Content starts

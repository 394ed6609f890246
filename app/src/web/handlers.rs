use std::str::FromStr;
use std::sync::Arc;

use askama::Template;
use axum::{
    extract::{Form, Multipart, Path, Query, State},
    http::{StatusCode, header},
    response::{Html, IntoResponse, Response},
};
use domain::avatar::AvatarFile;
use domain::controller::FormSnapshot;
use domain::form::{FormKind, FormPhase};
use domain::landing::Viewer;
use domain::login::LoginEdit;
use domain::signup::{Role, SignupEdit};
use serde::Deserialize;
use tracing::{debug, error, info, warn};
use uuid::Uuid;

use crate::services::{FormEventError, FormSession, MountedForm, read_avatar};
use crate::web::{
    AppState,
    templates::{
        AuthSuccessTemplate, FormPage, LandingTemplate, LoginTemplate, RoleOption, SignupTemplate,
    },
};

const TOGGLE_PASSWORD_ACTION: &str = "toggle-password";

#[derive(Debug, Default, Deserialize)]
pub struct LoginSubmission {
    #[serde(default)]
    pub session: String,
    #[serde(default)]
    pub email: String,
    #[serde(default)]
    pub password: String,
    /// Checkbox: present ("on") when ticked
    #[serde(rename = "rememberMe")]
    pub remember_me: Option<String>,
    pub action: Option<String>,
}

/// `?session=` on a form page, set by the reload while a submission runs
#[derive(Debug, Default, Deserialize)]
pub struct PageQuery {
    pub session: Option<String>,
}

/// Fields of the signup multipart body
#[derive(Debug, Default)]
pub struct SignupSubmission {
    pub session: String,
    pub full_name: String,
    pub email: String,
    pub password: String,
    pub role: String,
    pub avatar: Option<AvatarFile>,
    pub action: Option<String>,
}

fn render<T: Template>(template: T) -> Response {
    match template.render() {
        Ok(html) => Html(html).into_response(),
        Err(e) => {
            error!("Template rendering failed: {e}");
            StatusCode::INTERNAL_SERVER_ERROR.into_response()
        }
    }
}

// Handler functions
pub async fn landing(State(state): State<AppState>) -> Response {
    render(LandingTemplate {
        page: state.portal().landing(Viewer::Anonymous),
    })
}

pub async fn login_page(State(state): State<AppState>, Query(query): Query<PageQuery>) -> Response {
    form_page(&state, query, FormKind::Login).await
}

pub async fn signup_page(
    State(state): State<AppState>,
    Query(query): Query<PageQuery>,
) -> Response {
    form_page(&state, query, FormKind::Signup).await
}

async fn form_page(state: &AppState, query: PageQuery, kind: FormKind) -> Response {
    let form = match query.session {
        Some(session) => resume(state, &session, kind).await,
        None => state.mount(kind).await,
    };
    show(state, form).await
}

pub async fn login_submit(
    State(state): State<AppState>,
    Form(submission): Form<LoginSubmission>,
) -> Response {
    let form = resume(&state, &submission.session, FormKind::Login).await;
    info!("Login form posted for session {}", form.id);

    if let FormSession::Login(controller) = &form.session {
        let mut edits = vec![
            LoginEdit::Email(submission.email),
            LoginEdit::RememberMe(submission.remember_me.is_some()),
        ];
        // the page never echoes the password back, so a blank field keeps the stored one
        if !submission.password.is_empty() {
            edits.push(LoginEdit::Password(submission.password));
        }
        for edit in edits {
            if let Err(e) = controller.edit(edit).await {
                debug!("Edit ignored: {e}");
            }
        }
    }

    act(&state, form, submission.action.as_deref()).await
}

pub async fn signup_submit(State(state): State<AppState>, multipart: Multipart) -> Response {
    let submission = match read_signup(multipart).await {
        Ok(submission) => submission,
        Err(e) => {
            warn!("Unreadable signup body: {e}");
            return (StatusCode::BAD_REQUEST, e).into_response();
        }
    };
    let form = resume(&state, &submission.session, FormKind::Signup).await;
    info!("Signup form posted for session {}", form.id);

    if let FormSession::Signup(controller) = &form.session {
        let mut edits = vec![
            SignupEdit::FullName(submission.full_name),
            SignupEdit::Email(submission.email),
        ];
        if !submission.password.is_empty() {
            edits.push(SignupEdit::Password(submission.password));
        }
        match Role::from_str(&submission.role) {
            Ok(role) => edits.push(SignupEdit::Role(role)),
            Err(e) if !submission.role.is_empty() => warn!("{e}"),
            Err(_) => {}
        }
        for edit in edits {
            if let Err(e) = controller.edit(edit).await {
                debug!("Edit ignored: {e}");
            }
        }
    }

    if let Some(file) = submission.avatar {
        match form.session.select_avatar(file, state.portal()).await {
            Ok(()) => {}
            // a rejected file stops the post here so the user sees why
            Err(FormEventError::InvalidFile(_)) => return render_form(&form).await,
            Err(e) => warn!("Avatar ignored: {e}"),
        }
    }

    act(&state, form, submission.action.as_deref()).await
}

pub async fn avatar_preview(State(state): State<AppState>, Path(id): Path<Uuid>) -> Response {
    match state.portal().previews().get(&id) {
        Some(blob) => (
            [(header::CONTENT_TYPE, blob.content_type)],
            blob.bytes.to_vec(),
        )
            .into_response(),
        None => StatusCode::NOT_FOUND.into_response(),
    }
}

async fn read_signup(mut multipart: Multipart) -> Result<SignupSubmission, String> {
    let mut submission = SignupSubmission::default();
    while let Some(field) = multipart.next_field().await.map_err(|e| e.body_text())? {
        let name = field.name().unwrap_or_default().to_string();
        if name == "avatar" {
            submission.avatar = read_avatar(field).await.map_err(|e| e.body_text())?;
            continue;
        }
        let text = field.text().await.map_err(|e| e.body_text())?;
        match name.as_str() {
            "session" => submission.session = text,
            "fullName" => submission.full_name = text,
            "email" => submission.email = text,
            "password" => submission.password = text,
            "role" => submission.role = text,
            "action" => submission.action = Some(text),
            other => debug!("Ignoring signup field {other}"),
        }
    }
    Ok(submission)
}

/// The posted session when it is still alive and of the right kind, a fresh one otherwise
async fn resume(state: &AppState, session: &str, kind: FormKind) -> Arc<MountedForm> {
    let live = match Uuid::parse_str(session) {
        Ok(id) => state.sessions().get(&id).await,
        Err(_) => None,
    };
    if let Some(form) = live.filter(|form| form.session.kind() == kind) {
        return form;
    }
    debug!("No live {kind} session for {session:?}, mounting a new one");
    state.mount(kind).await
}

async fn act(state: &AppState, form: Arc<MountedForm>, action: Option<&str>) -> Response {
    if action == Some(TOGGLE_PASSWORD_ACTION) {
        form.session.toggle_password().await;
        return render_form(&form).await;
    }

    match form.session.submit().await {
        Ok(outcome) => debug!("Submit for session {}: {outcome:?}", form.id),
        Err(e) => warn!("Submit refused for session {}: {e}", form.id),
    }
    show(state, form).await
}

/// Renders the form as it stands; while submitting the page reloads itself
/// until the submission settles
async fn show(state: &AppState, form: Arc<MountedForm>) -> Response {
    let snapshot = form.session.snapshot().await;
    if snapshot.phase != FormPhase::Success {
        return render_snapshot(&form, snapshot);
    }

    let kind = snapshot.kind;
    let id = form.id;
    drop(form);
    // the browser follows the meta refresh; the server-side session is done
    state.sessions().remove(&id).await;
    render(success_template(kind, state.portal().redirect_delay().as_millis()))
}

fn success_template(kind: FormKind, redirect_delay_ms: u128) -> AuthSuccessTemplate {
    let refresh_secs = u64::try_from(redirect_delay_ms.div_ceil(1000)).unwrap_or(u64::MAX);
    match kind {
        FormKind::Login => AuthSuccessTemplate {
            heading: "Welcome Back!",
            message: "You have been successfully logged in.",
            redirect_note: "Redirecting to your dashboard...",
            target: kind.redirect_target(),
            refresh_secs,
        },
        FormKind::Signup => AuthSuccessTemplate {
            heading: "Account Created!",
            message: "You can now sign in with your new account.",
            redirect_note: "Redirecting to login page...",
            target: kind.redirect_target(),
            refresh_secs,
        },
    }
}

async fn render_form(form: &MountedForm) -> Response {
    render_snapshot(form, form.session.snapshot().await)
}

fn render_snapshot(form: &MountedForm, snapshot: FormSnapshot) -> Response {
    let page = FormPage::new(form.id, snapshot);
    match form.session.kind() {
        FormKind::Login => render(LoginTemplate { form: page }),
        FormKind::Signup => {
            let roles = RoleOption::all(page.value("role"));
            render(SignupTemplate { form: page, roles })
        }
    }
}
//! Request signing: AWS SigV4 for the Elasticsearch endpoint and the
//! Hawk-style MAC scheme used both for outgoing feed requests and for
//! verifying incoming API callers.

use chrono::{DateTime, Utc};
use hmac::{Hmac, Mac};
use rand::Rng;
use sha2::{Digest, Sha256};
use url::Url;

type HmacSha256 = Hmac<Sha256>;

const AWS_ALGORITHM: &str = "AWS4-HMAC-SHA256";
const AWS_SERVICE: &str = "es";
const AWS_SIGNED_HEADERS: &str = "content-type;host;x-amz-date";

/// Credentials for signing requests to the search backend.
#[derive(Debug, Clone)]
pub struct AwsCredentials {
    pub access_key_id: String,
    pub secret_key: String,
    pub region: String,
}

/// Credentials for the Hawk MAC scheme, on either side of the wire.
#[derive(Debug, Clone, Copy)]
pub struct HawkCredentials<'a> {
    pub id: &'a str,
    pub key: &'a str,
}

fn hmac_sha256(key: &[u8], message: &[u8]) -> Vec<u8> {
    let mut mac = HmacSha256::new_from_slice(key).expect("HMAC accepts keys of any length");
    mac.update(message);
    mac.finalize().into_bytes().to_vec()
}

/// The four-step SigV4 key derivation chain:
/// `AWS4`+secret -> date -> region -> service -> `aws4_request`.
pub(crate) fn derive_signing_key(
    secret_key: &str,
    datestamp: &str,
    region: &str,
    service: &str,
) -> Vec<u8> {
    let date_key = hmac_sha256(format!("AWS4{}", secret_key).as_bytes(), datestamp.as_bytes());
    let region_key = hmac_sha256(&date_key, region.as_bytes());
    let service_key = hmac_sha256(&region_key, service.as_bytes());
    hmac_sha256(&service_key, b"aws4_request")
}

/// The canonical query string: pairs URI-encoded and sorted. The server
/// canonicalises the query it receives the same way, so the pairs may be
/// sent in their original order.
pub fn canonical_query_string(params: &[(String, String)]) -> String {
    let mut pairs: Vec<String> = params
        .iter()
        .map(|(k, v)| format!("{}={}", uri_encode(k), uri_encode(v)))
        .collect();
    pairs.sort();
    pairs.join("&")
}

/// Percent-encode everything outside the RFC 3986 unreserved set.
pub fn uri_encode(value: &str) -> String {
    let mut out = String::with_capacity(value.len());
    for byte in value.bytes() {
        match byte {
            b'A'..=b'Z' | b'a'..=b'z' | b'0'..=b'9' | b'-' | b'_' | b'.' | b'~' => {
                out.push(byte as char)
            }
            other => out.push_str(&format!("%{:02X}", other)),
        }
    }
    out
}

/// Compute the `x-amz-date` and `Authorization` headers for one request.
///
/// The signed headers are exactly `content-type;host;x-amz-date`, so the
/// content type passed here must be the value actually sent.
pub fn aws_sigv4_headers(
    credentials: &AwsCredentials,
    method: &str,
    host: &str,
    path: &str,
    canonical_querystring: &str,
    content_type: &str,
    payload: &[u8],
    now: DateTime<Utc>,
) -> Vec<(String, String)> {
    let amzdate = now.format("%Y%m%dT%H%M%SZ").to_string();
    let datestamp = now.format("%Y%m%d").to_string();
    let credential_scope = format!(
        "{}/{}/{}/aws4_request",
        datestamp, credentials.region, AWS_SERVICE
    );

    let payload_hash = hex::encode(Sha256::digest(payload));
    let canonical_headers = format!(
        "content-type:{}\nhost:{}\nx-amz-date:{}\n",
        content_type, host, amzdate
    );
    let canonical_request = format!(
        "{}\n{}\n{}\n{}\n{}\n{}",
        method, path, canonical_querystring, canonical_headers, AWS_SIGNED_HEADERS, payload_hash
    );

    let string_to_sign = format!(
        "{}\n{}\n{}\n{}",
        AWS_ALGORITHM,
        amzdate,
        credential_scope,
        hex::encode(Sha256::digest(canonical_request.as_bytes()))
    );

    let signing_key = derive_signing_key(
        &credentials.secret_key,
        &datestamp,
        &credentials.region,
        AWS_SERVICE,
    );
    let signature = hex::encode(hmac_sha256(&signing_key, string_to_sign.as_bytes()));

    vec![
        ("x-amz-date".to_string(), amzdate),
        (
            "Authorization".to_string(),
            format!(
                "{} Credential={}/{}, SignedHeaders={}, Signature={}",
                AWS_ALGORITHM,
                credentials.access_key_id,
                credential_scope,
                AWS_SIGNED_HEADERS,
                signature
            ),
        ),
    ]
}

/// The Hawk payload hash: base64 of SHA-256 over the `hawk.1.payload`
/// envelope. The content type participates as the bare media type,
/// lowercased, parameters stripped; an absent body hashes as empty.
pub fn hawk_payload_hash(content_type: &str, body: &[u8]) -> String {
    let media_type = content_type
        .split(';')
        .next()
        .unwrap_or("")
        .trim()
        .to_ascii_lowercase();
    let mut hasher = Sha256::new();
    hasher.update(b"hawk.1.payload\n");
    hasher.update(media_type.as_bytes());
    hasher.update(b"\n");
    hasher.update(body);
    hasher.update(b"\n");
    base64::encode(hasher.finalize())
}

fn hawk_normalized_string(
    ts: &str,
    nonce: &str,
    method: &str,
    url: &Url,
    payload_hash: &str,
) -> Option<String> {
    let host = url.host_str()?.to_ascii_lowercase();
    let port = url.port_or_known_default()?;
    let resource = match url.query() {
        Some(query) => format!("{}?{}", url.path(), query),
        None => url.path().to_string(),
    };
    // Trailing empty line is the (empty) ext field.
    Some(format!(
        "hawk.1.header\n{}\n{}\n{}\n{}\n{}\n{}\n{}\n\n",
        ts, nonce, method, resource, host, port, payload_hash
    ))
}

/// Compute the MAC for a request, base64-encoded.
pub fn hawk_mac(
    key: &str,
    ts: &str,
    nonce: &str,
    method: &str,
    url: &Url,
    payload_hash: &str,
) -> Option<String> {
    let normalized = hawk_normalized_string(ts, nonce, method, url, payload_hash)?;
    Some(base64::encode(hmac_sha256(
        key.as_bytes(),
        normalized.as_bytes(),
    )))
}

/// Verify a presented MAC in constant time.
pub fn hawk_verify_mac(
    key: &str,
    ts: &str,
    nonce: &str,
    method: &str,
    url: &Url,
    payload_hash: &str,
    presented_mac_b64: &str,
) -> bool {
    let normalized = match hawk_normalized_string(ts, nonce, method, url, payload_hash) {
        Some(normalized) => normalized,
        None => return false,
    };
    let presented = match base64::decode(presented_mac_b64) {
        Ok(bytes) => bytes,
        Err(_) => return false,
    };
    let mut mac = HmacSha256::new_from_slice(key.as_bytes()).expect("HMAC accepts keys of any length");
    mac.update(normalized.as_bytes());
    mac.verify_slice(&presented).is_ok()
}

/// Build a complete outbound Hawk `Authorization` header value.
pub fn hawk_auth_header(
    credentials: HawkCredentials<'_>,
    method: &str,
    url_str: &str,
    body: &[u8],
    content_type: &str,
    ts: i64,
    nonce: &str,
) -> anyhow::Result<String> {
    let url = Url::parse(url_str)?;
    let ts = ts.to_string();
    let hash = hawk_payload_hash(content_type, body);
    let mac = hawk_mac(credentials.key, &ts, nonce, method, &url, &hash)
        .ok_or_else(|| anyhow::anyhow!("URL {} has no host to sign against", url_str))?;
    Ok(format!(
        r#"Hawk mac="{}", hash="{}", id="{}", ts="{}", nonce="{}""#,
        mac, hash, credentials.id, ts, nonce
    ))
}

/// As `hawk_auth_header`, stamped with the current time and a fresh nonce.
pub fn hawk_auth_header_now(
    credentials: HawkCredentials<'_>,
    method: &str,
    url_str: &str,
    body: &[u8],
    content_type: &str,
) -> anyhow::Result<String> {
    hawk_auth_header(
        credentials,
        method,
        url_str,
        body,
        content_type,
        Utc::now().timestamp(),
        &random_url_safe(6),
    )
}

const URL_SAFE_ALPHABET: &[u8] =
    b"ABCDEFGHIJKLMNOPQRSTUVWXYZabcdefghijklmnopqrstuvwxyz0123456789-_";

/// A random string drawn from the URL-safe alphabet, for nonces and
/// public scroll ids.
pub fn random_url_safe(length: usize) -> String {
    let mut rng = rand::thread_rng();
    (0..length)
        .map(|_| URL_SAFE_ALPHABET[rng.gen_range(0..URL_SAFE_ALPHABET.len())] as char)
        .collect()
}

Content ends

### What this task involves:
Of the lines above, show those in which "pairs" appears.

### Result of this task:
/// The canonical query string: pairs URI-encoded and sorted. The server
/// canonicalises the query it receives the same way, so the pairs may be
    let mut pairs: Vec<String> = params
    pairs.sort();
    pairs.join("&")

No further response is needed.